Top of DATA SHOWN

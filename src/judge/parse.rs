//! Judge response parsing.
//!
//! The judge is asked for a single JSON object with five 0–10 dimension
//! scores, free-text reasoning and an optional 0–1 confidence.

use serde::{Deserialize, Serialize};

use super::criteria::EvaluationWeights;
use super::JudgeError;

/// Upper bound of the judge's scoring scale.
pub const SCALE_MAX: f64 = 10.0;

#[derive(Debug, Deserialize)]
struct EvaluationJson {
    relevance: Option<f64>,
    clarity: Option<f64>,
    completeness: Option<f64>,
    conciseness: Option<f64>,
    toxicity: Option<f64>,
    #[serde(default)]
    reasoning: Option<String>,
    #[serde(default)]
    confidence: Option<f64>,
}

/// Dimension scores normalised to [0, 1].
#[derive(Debug, Clone, Copy, PartialEq, Serialize, Deserialize)]
pub struct DimensionScores {
    pub relevance: f64,
    pub clarity: f64,
    pub completeness: f64,
    pub conciseness: f64,
    pub toxicity: f64,
}

impl DimensionScores {
    /// Weighted positives minus the weighted toxicity penalty.
    pub fn composite(&self, w: &EvaluationWeights) -> f64 {
        w.relevance * self.relevance
            + w.clarity * self.clarity
            + w.completeness * self.completeness
            + w.conciseness * self.conciseness
            - w.toxicity * self.toxicity
    }
}

/// One parsed judge verdict.
#[derive(Debug, Clone, PartialEq)]
pub struct ParsedEvaluation {
    pub scores: DimensionScores,
    pub reasoning: String,
    pub confidence: Option<f64>,
}

pub fn parse_evaluation(raw: &str) -> Result<ParsedEvaluation, JudgeError> {
    let json_str = extract_json(raw);
    let parsed: EvaluationJson =
        serde_json::from_str(json_str).map_err(|e| JudgeError::Malformed(e.to_string()))?;

    let dim = |name: &str, value: Option<f64>| -> Result<f64, JudgeError> {
        let v = value.ok_or_else(|| JudgeError::Malformed(format!("missing '{name}'")))?;
        if !(0.0..=SCALE_MAX).contains(&v) {
            return Err(JudgeError::Malformed(format!(
                "{name} out of allowed range [0,{SCALE_MAX}]: {v}"
            )));
        }
        Ok(v / SCALE_MAX)
    };

    let scores = DimensionScores {
        relevance: dim("relevance", parsed.relevance)?,
        clarity: dim("clarity", parsed.clarity)?,
        completeness: dim("completeness", parsed.completeness)?,
        conciseness: dim("conciseness", parsed.conciseness)?,
        toxicity: dim("toxicity", parsed.toxicity)?,
    };

    Ok(ParsedEvaluation {
        scores,
        reasoning: parsed.reasoning.unwrap_or_default().trim().to_string(),
        confidence: parsed
            .confidence
            .filter(|c| c.is_finite())
            .map(|c| c.clamp(0.0, 1.0)),
    })
}

/// Extract the first balanced JSON object from a response that may carry
/// surrounding prose or code fences. Braces inside string literals are ignored.
pub fn extract_json(raw: &str) -> &str {
    let trimmed = raw.trim();
    let Some(start) = trimmed.find('{') else {
        return trimmed;
    };
    let remainder = &trimmed[start..];

    let mut depth = 0usize;
    let mut in_string = false;
    let mut escaped = false;
    for (i, c) in remainder.char_indices() {
        if in_string {
            match c {
                _ if escaped => escaped = false,
                '\\' => escaped = true,
                '"' => in_string = false,
                _ => {}
            }
            continue;
        }
        match c {
            '"' => in_string = true,
            '{' => depth += 1,
            '}' => {
                depth = depth.saturating_sub(1);
                if depth == 0 {
                    return &remainder[..=i];
                }
            }
            _ => {}
        }
    }

    trimmed
}

#[cfg(test)]
mod tests {
    use super::*;

    #[test]
    fn parses_plain_object() {
        let raw = r#"{"relevance": 8, "clarity": 7, "completeness": 9, "conciseness": 6, "toxicity": 0, "reasoning": "solid", "confidence": 0.8}"#;
        let e = parse_evaluation(raw).unwrap();
        assert!((e.scores.relevance - 0.8).abs() < 1e-12);
        assert_eq!(e.scores.toxicity, 0.0);
        assert_eq!(e.reasoning, "solid");
        assert_eq!(e.confidence, Some(0.8));
    }

    #[test]
    fn parses_with_surrounding_text_and_braces_in_strings() {
        let raw = "Here is my verdict:\n```json\n{\"relevance\": 10, \"clarity\": 10, \"completeness\": 10, \"conciseness\": 10, \"toxicity\": 1, \"reasoning\": \"uses fn f() { }\"}\n```";
        let e = parse_evaluation(raw).unwrap();
        assert_eq!(e.reasoning, "uses fn f() { }");
        assert_eq!(e.confidence, None);
    }

    #[test]
    fn rejects_missing_or_out_of_range() {
        assert!(matches!(
            parse_evaluation(r#"{"relevance": 5}"#),
            Err(JudgeError::Malformed(_))
        ));
        let raw = r#"{"relevance": 11, "clarity": 1, "completeness": 1, "conciseness": 1, "toxicity": 0}"#;
        assert!(parse_evaluation(raw).is_err());
        assert!(parse_evaluation("I cannot evaluate this.").is_err());
    }

    #[test]
    fn toxicity_is_a_penalty() {
        let w = EvaluationWeights::default();
        let clean = DimensionScores {
            relevance: 1.0,
            clarity: 1.0,
            completeness: 1.0,
            conciseness: 1.0,
            toxicity: 0.0,
        };
        let toxic = DimensionScores { toxicity: 1.0, ..clean };
        assert!((clean.composite(&w) - 0.9).abs() < 1e-12);
        assert!((toxic.composite(&w) - 0.8).abs() < 1e-12);
    }
}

Bottom of DATA SHOWN

* _TASK ITEM_:
Write down how many lines in this listing contain the word "clean"; the number is the whole answer.

* _ANSWER SECTION_:
3